Se quedan paralizadas y terminan en la UCI 4 horas después de comer en un restaurante

¿Alguna vez has escuchado hablar del Síndrome de Haff? Pese a que este padecimiento es extremadamente raro, es altamente riesgoso. Fue descubierto en el año 1924 y provoca una rigidez muscular severa, además de orina de color oscura.

Cuando esta enfermedad no es diagnosticada prontamente y no se sigue un tratamiento adecuado, las consecuencias son fatales. Esto fue a lo que se enfrentaron dos hermanas brasileñas, llamadas Flavia y Pryscila Andrade, tras consumir lo que parecía ser un delicioso alimento.

Las hermanas tuvieron que ser ingresadas de emergencia en un hospital de su región, Recife, al presentar malestar y dolor después de haberse alimentado con peces árabes. La familia quedó desconcertada cuando los médicos confirmaron que se trataba de la temida “enfermedad de la orina negra”.

Las hermanas, de 36 y 31 años, jamás esperaron contraer el peligroso síndrome

Entre los principales síntomas del Síndrome de Haff se encuentra el entumecimiento y pérdida de fuerza en el cuerpo; dificultad para respirar correctamente y, sobre todo, presentar orina de color oscuro, café o negra.

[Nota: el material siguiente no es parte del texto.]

#[test]
fn mismatched_file_name_pattern_fails_the_run() {
    let ws = build_workspace();
    let config = StatsConfig::default();
    let info = ReportInfo::default();
    let request = ComputeRequest {
        segmentation: &ws.segmentation,
        mri: &ws.mri,
        lut: Some(&ws.lut),
        groups: &[],
        config: &config,
        info: &info,
        metadata: MetadataOptions {
            mri_pattern: Some(r"(?P<subject>patient-\d+)"),
            ..Default::default()
        },
    };
    let err = compute_reports(&request).unwrap_err();
    assert!(format!("{:#}", err).contains("does not match the provided pattern"));
}

#[test]
fn default_requests_include_present_regions_and_builtin_groups() {
    let ws = build_workspace();
    let config = StatsConfig::default().with_parallel(false);
    let info = ReportInfo::default();
    let request = ComputeRequest {
        segmentation: &ws.segmentation,
        mri: &ws.mri[..1],
        lut: Some(&ws.lut),
        groups: &[],
        config: &config,
        info: &info,
        metadata: MetadataOptions::default(),
    };
    let reports = compute_reports(&request).expect("reports");
    let names: Vec<&str> = reports[0].rows.iter().map(|r| r.group_name.as_str()).collect();
    assert_eq!(
        &names[..4],
        &[
            "Left-Cerebral-White-Matter",
            "Left-Cerebral-Cortex",
            "Right-Cerebral-White-Matter",
            "Right-Cerebral-Cortex"
        ]
    );
    assert_eq!(names.len(), 4 + 8);

    // Groups with no voxels in this tiny segmentation still get rows.
    let cerebellar = reports[0].row("cerebellar-wm").expect("row");
    assert_eq!(cerebellar.voxel_count, 0);
    assert!(cerebellar.mean.is_none());
}

#[test]
fn missing_input_files_fail_before_any_work() {
    let ws = build_workspace();
    let config = StatsConfig::default();
    let info = ReportInfo::default();
    let mut mri = ws.mri.clone();
    mri.push(ws.segmentation.with_file_name("missing.json"));
    let request = ComputeRequest {
        segmentation: &ws.segmentation,
        mri: &mri,
        lut: Some(&ws.lut),
        groups: &[],
        config: &config,
        info: &info,
        metadata: MetadataOptions::default(),
    };
    let err = compute_reports(&request).unwrap_err();
    assert!(err.to_string().contains("Missing MRI file"));
}
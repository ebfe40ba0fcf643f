//! Download engine: platform registry, URL classification, command
//! construction, process supervision, output parsing, and outcome
//! classification.

pub mod classifier;
pub mod command;
pub mod cookies;
pub mod events;
pub mod outcome;
pub mod parser;
pub mod platform;
pub mod supervisor;
pub mod task;

pub use classifier::{classify, Classification};
pub use cookies::{CookieStore, FirefoxCookieStore};
pub use events::{DownloadEvent, StatusUpdate};
pub use outcome::{classify_exit, title_from_url, DownloadOutcome, FailureKind};
pub use parser::{OutputParser, ProgressInfo};
pub use platform::{Browser, Platform, PlatformProfile};
pub use supervisor::DownloadSupervisor;
pub use task::{AudioExtract, DownloadRequest, DownloadTask, FormatOptions, TaskId, TaskState};
#[cfg(test)]
mod tests {
    use super::*;
    use pretty_assertions::assert_eq;

    const TITLE_LIMIT: usize = 50;

    #[test]
    fn test_title_from_destination_line() {
        let mut parser = OutputParser::new(TITLE_LIMIT);
        let events = parser.feed("[download] Destination: My Clip.mp4\n");
        assert_eq!(events.len(), 1);
        assert_eq!(events[0].event, Some(LineEvent::Title("My Clip".to_string())));
        assert_eq!(parser.title(), Some("My Clip"));
    }

    #[test]
    fn test_title_strips_progress_annotations_and_format_id() {
        let mut parser = OutputParser::new(TITLE_LIMIT);
        let events = parser.feed("[download] Destination: My Clip.f397.mp4 [download]   0.0% of 36\n");
        assert_eq!(events[0].event, Some(LineEvent::Title("My Clip".to_string())));
    }

    #[test]
    fn test_title_locked_is_never_overwritten() {
        let mut parser = OutputParser::new(TITLE_LIMIT);
        parser.feed("[download] Destination: First Title.mp4\n");
        let events = parser.feed("[download] Destination: Second Title.m4a\n");
        assert_eq!(events[0].event, None);
        assert_eq!(parser.title(), Some("First Title"));
    }

    #[test]
    fn test_subtitle_destination_does_not_lock_title() {
        let mut parser = OutputParser::new(TITLE_LIMIT);
        parser.feed("[download] Destination: My Clip.en.srt\n");
        assert_eq!(parser.title(), None);
        assert!(!parser.title_locked());

        // The real video file still wins afterwards.
        parser.feed("[download] Destination: My Clip.mp4\n");
        assert_eq!(parser.title(), Some("My Clip"));
    }

    #[test]
    fn test_short_noise_titles_rejected() {
        for line in [
            "[download] Destination: s.mp4",
            "[download] Destination: 123.mp4",
            "[download] Destination: 1.2.mp4",
            "[download] Destination: ---.mp4",
        ] {
            let mut parser = OutputParser::new(TITLE_LIMIT);
            parser.feed(line);
            assert_eq!(parser.title(), None, "accepted bogus title from {}", line);
        }

        // Short but plausible titles survive.
        let mut parser = OutputParser::new(TITLE_LIMIT);
        parser.feed("[download] Destination: abc.mp4");
        assert_eq!(parser.title(), Some("abc"));
    }

    #[test]
    fn test_long_title_truncated_to_exact_length() {
        let long = "A".repeat(80);
        let mut parser = OutputParser::new(TITLE_LIMIT);
        parser.feed(&format!("[download] Destination: {}.mp4\n", long));
        let title = parser.title().unwrap().to_string();
        assert_eq!(title.chars().count(), TITLE_LIMIT);
        assert!(title.contains("..."));
        assert!(title.starts_with('A'));
        assert!(title.ends_with('A'));
    }

    #[test]
    fn test_truncation_counts_chars_not_bytes() {
        let long = "字".repeat(60);
        let truncated = truncate_title(&long, TITLE_LIMIT);
        assert_eq!(truncated.chars().count(), TITLE_LIMIT);
    }

    #[test]
    fn test_progress_line_parsed() {
        let mut parser = OutputParser::new(TITLE_LIMIT);
        let events = parser.feed("[download]  23.4% of 50.75MiB at 2.52MiB/s ETA 00:15\n");
        match &events[0].event {
            Some(LineEvent::Progress(info)) => {
                assert_eq!(info.percent, 23);
                assert_eq!(info.total_size, Some((50.75 * 1024.0 * 1024.0) as u64));
                assert_eq!(info.eta_seconds, Some(15));
                assert!((info.speed_mbs.unwrap() - 2.52).abs() < 0.01);
            }
            other => panic!("expected progress event, got {:?}", other),
        }
    }

    #[test]
    fn test_progress_at_100_percent_becomes_complete() {
        let mut parser = OutputParser::new(TITLE_LIMIT);
        let events = parser.feed("[download] 100% of 50.75MiB at 2.52MiB/s ETA 00:00\n");
        assert_eq!(events[0].event, Some(LineEvent::Status(StatusUpdate::Complete)));
    }

    #[test]
    fn test_unparseable_progress_degrades_to_raw_line() {
        let mut parser = OutputParser::new(TITLE_LIMIT);
        let events = parser.feed("[download] ???% of weird at stuff\n");
        assert_eq!(
            events[0].event,
            Some(LineEvent::Status(StatusUpdate::Line(
                "[download] ???% of weird at stuff".to_string()
            )))
        );
    }

    #[test]
    fn test_marker_lines() {
        let mut parser = OutputParser::new(TITLE_LIMIT);
        let events = parser.feed("[Merger] Merging formats into \"My Clip.mp4\"\n");
        assert_eq!(events[0].event, Some(LineEvent::Status(StatusUpdate::Merging)));

        let events = parser.feed("[download] My Clip.mp4 has already been downloaded\n");
        assert_eq!(
            events[0].event,
            Some(LineEvent::Status(StatusUpdate::AlreadyDownloaded))
        );

        let events = parser.feed("[download] My Clip.mp4 has already been downloaded and merged\n");
        assert_eq!(events[0].event, Some(LineEvent::Status(StatusUpdate::Complete)));
    }

    #[test]
    fn test_feed_splits_on_carriage_returns() {
        let mut parser = OutputParser::new(TITLE_LIMIT);
        let events = parser.feed(
            "[download]  10.0% of 10.00MiB at 1.00MiB/s ETA 00:09\r[download]  20.0% of 10.00MiB at 1.00MiB/s ETA 00:08",
        );
        assert_eq!(events.len(), 2);
    }

    #[test]
    fn test_unclassified_lines_are_raw_only() {
        let mut parser = OutputParser::new(TITLE_LIMIT);
        let events = parser.feed("[youtube] abc123: Downloading webpage\n");
        assert_eq!(events.len(), 1);
        assert_eq!(events[0].event, None);
        assert_eq!(events[0].raw, "[youtube] abc123: Downloading webpage");
    }

    #[test]
    fn test_decode_chunk_utf8() {
        let fallbacks: Vec<&'static encoding_rs::Encoding> = vec![encoding_rs::EUC_KR, encoding_rs::GB18030];
        assert_eq!(decode_chunk("하늘".as_bytes(), &fallbacks), "하늘");
    }

    #[test]
    fn test_decode_chunk_falls_back_to_regional_encoding() {
        let fallbacks: Vec<&'static encoding_rs::Encoding> = vec![encoding_rs::EUC_KR, encoding_rs::GB18030];
        let (encoded, _, _) = encoding_rs::EUC_KR.encode("하늘");
        let decoded = decode_chunk(&encoded, &fallbacks);
        assert_eq!(decoded, "하늘");
    }

    #[test]
    fn test_decode_chunk_lossy_last_resort() {
        let fallbacks: Vec<&'static encoding_rs::Encoding> = vec![];
        let decoded = decode_chunk(&[0xff, 0xfe, 0x41], &fallbacks);
        assert!(decoded.contains('A'));
        assert!(decoded.contains('\u{fffd}'));
    }

    #[test]
    fn test_parse_size() {
        assert_eq!(parse_size("10.00MiB"), Some(10 * 1024 * 1024));
        assert_eq!(parse_size("500.00KiB"), Some(512_000));
        assert_eq!(parse_size("1.00GiB"), Some(1024 * 1024 * 1024));
        assert_eq!(parse_size("2.52MiB/s"), Some((2.52 * 1024.0 * 1024.0) as u64));
        assert_eq!(parse_size("garbage"), None);
    }

    #[test]
    fn test_parse_eta() {
        assert_eq!(parse_eta("00:10"), Some(10));
        assert_eq!(parse_eta("1:23"), Some(83));
        assert_eq!(parse_eta("soon"), None);
    }

    #[test]
    fn test_percent_clamped() {
        let info = parse_progress("[download] 250.0% of 10.00MiB at 1.00MiB/s ETA 00:01");
        // Clamped values read as complete rather than as garbage.
        assert_eq!(info.unwrap().percent, 100);
    }
}
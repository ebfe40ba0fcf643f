//! Supervisor configuration.
//!
//! Everything the supervisor needs is carried in an explicit
//! [`SupervisorConfig`] value handed to it at construction: tool paths,
//! decoding fallbacks, the title truncation limit and the platform table.
//! `from_env()` fills in defaults from environment variables the same way
//! the desktop build is configured.

use std::env;
use std::path::PathBuf;
use std::time::Duration;

use encoding_rs::Encoding;

use crate::download::platform::{builtin_profiles, PlatformProfile};

/// Bounded wait for the `--version` availability probe (seconds).
pub const PROBE_TIMEOUT_SECS: u64 = 10;

/// Maximum length of a derived title, in characters.
pub const TITLE_MAX_LEN: usize = 50;

/// Lines of stderr kept for post-exit classification.
pub const STDERR_TAIL_LINES: usize = 200;

/// Configuration for a [`DownloadSupervisor`](crate::download::supervisor::DownloadSupervisor).
#[derive(Debug, Clone)]
pub struct SupervisorConfig {
    /// Directory holding the bundled yt-dlp/ffmpeg binaries. Prefixed to
    /// the child's `PATH` so the tool finds its own helpers first.
    pub bin_dir: PathBuf,
    /// The downloader binary itself.
    pub tool_bin: PathBuf,
    /// Encoder binary, passed via `--ffmpeg-location`; never invoked
    /// directly.
    pub ffmpeg_bin: PathBuf,
    /// Bounded wait for the availability probe.
    pub probe_timeout: Duration,
    /// Maximum derived-title length in characters.
    pub title_max_len: usize,
    /// Regional encodings tried when output chunks are not valid UTF-8,
    /// in order. Lossy UTF-8 is always the last resort.
    pub encoding_fallbacks: Vec<&'static Encoding>,
    /// Platform table, in matching order.
    pub platforms: Vec<PlatformProfile>,
}

impl SupervisorConfig {
    /// Build a configuration from environment variables.
    ///
    /// * `VIDORA_BIN_DIR`: bundled binary directory (default: `bin`
    ///   next to the executable, falling back to `./bin`)
    /// * `VIDORA_YTDLP`: downloader binary (default: `<bin_dir>/yt-dlp`,
    ///   `yt-dlp.exe` on Windows)
    /// * `VIDORA_FFMPEG`: encoder binary (default: `<bin_dir>/ffmpeg`,
    ///   `ffmpeg.exe` on Windows)
    ///
    /// Values support tilde expansion.
    pub fn from_env() -> Self {
        let bin_dir = env::var("VIDORA_BIN_DIR")
            .map(|dir| PathBuf::from(shellexpand::tilde(&dir).into_owned()))
            .unwrap_or_else(|_| default_bin_dir());

        let tool_bin = env::var("VIDORA_YTDLP")
            .map(|bin| PathBuf::from(shellexpand::tilde(&bin).into_owned()))
            .unwrap_or_else(|_| bin_dir.join(tool_bin_name()));

        let ffmpeg_bin = env::var("VIDORA_FFMPEG")
            .map(|bin| PathBuf::from(shellexpand::tilde(&bin).into_owned()))
            .unwrap_or_else(|_| bin_dir.join(ffmpeg_bin_name()));

        Self {
            bin_dir,
            tool_bin,
            ffmpeg_bin,
            probe_timeout: Duration::from_secs(PROBE_TIMEOUT_SECS),
            title_max_len: TITLE_MAX_LEN,
            encoding_fallbacks: vec![encoding_rs::EUC_KR, encoding_rs::GB18030],
            platforms: builtin_profiles(),
        }
    }
}

impl Default for SupervisorConfig {
    fn default() -> Self {
        Self::from_env()
    }
}

/// `bin/` next to the executable; `./bin` when that cannot be resolved.
fn default_bin_dir() -> PathBuf {
    env::current_exe()
        .ok()
        .and_then(|exe| exe.parent().map(|dir| dir.join("bin")))
        .unwrap_or_else(|| PathBuf::from("bin"))
}

fn tool_bin_name() -> &'static str {
    if cfg!(windows) {
        "yt-dlp.exe"
    } else {
        "yt-dlp"
    }
}

fn ffmpeg_bin_name() -> &'static str {
    if cfg!(windows) {
        "ffmpeg.exe"
    } else {
        "ffmpeg"
    }
}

Fue el pasado 18 de febrero que las hermanas terminaron en el hospital, horas después de haber hecho el almuerzo. En esta ocasión, quisieron degustar una receta exótica de pez árabe, llamada en el menú “ojo del hombre”. La comida fue adquirida en un establecimiento del Barrio Pina, en la zona sur de la capital brasileña.

El pez árabe tiene una toxina que provoca el Síndrome de Haff

Flavia invitó a su hermana y a su mamá a almorzar, así como a su pequeño hijo de solo 4 años y a dos de las secretarias con las que trabaja. Todos pidieron el platillo exótico, a excepción de Bethany, la madre.

«Cuatro horas más tarde, Pryscila se endureció por todas partes, tenía calambres desde los pies hasta la cabeza y no podía caminar. Mi nieto, al amanecer, tenía dolor abdominal y diarrea, y las dos secretarias sentían dolor de espalda», narró Bethany.

La situación en el organismo de Pryscila empeoró tan drásticamente que tuvo que ser ingresada al área de Cuidados Intensivos. Ahí fue donde una de las hermanas escuchó que otro hombre había contraído la enfermedad por haber ingerido también el pez árabe.

Flavia fue la menos afectada por el síndrome, por lo que salió rápidamente del hospital. Mientras que su hermana, al comer una parte más grande del pez, terminó con su hígado y riñones afectados, además de líquido en los pulmones.

Tras lo sucedido, el gobierno brasileño ha identificado 5 posibles casos más del Síndrome de Haff y la familia pide a las autoridades se difunda más información sobre la enfermedad para poder actuar a tiempo y evitar pérdidas humanas.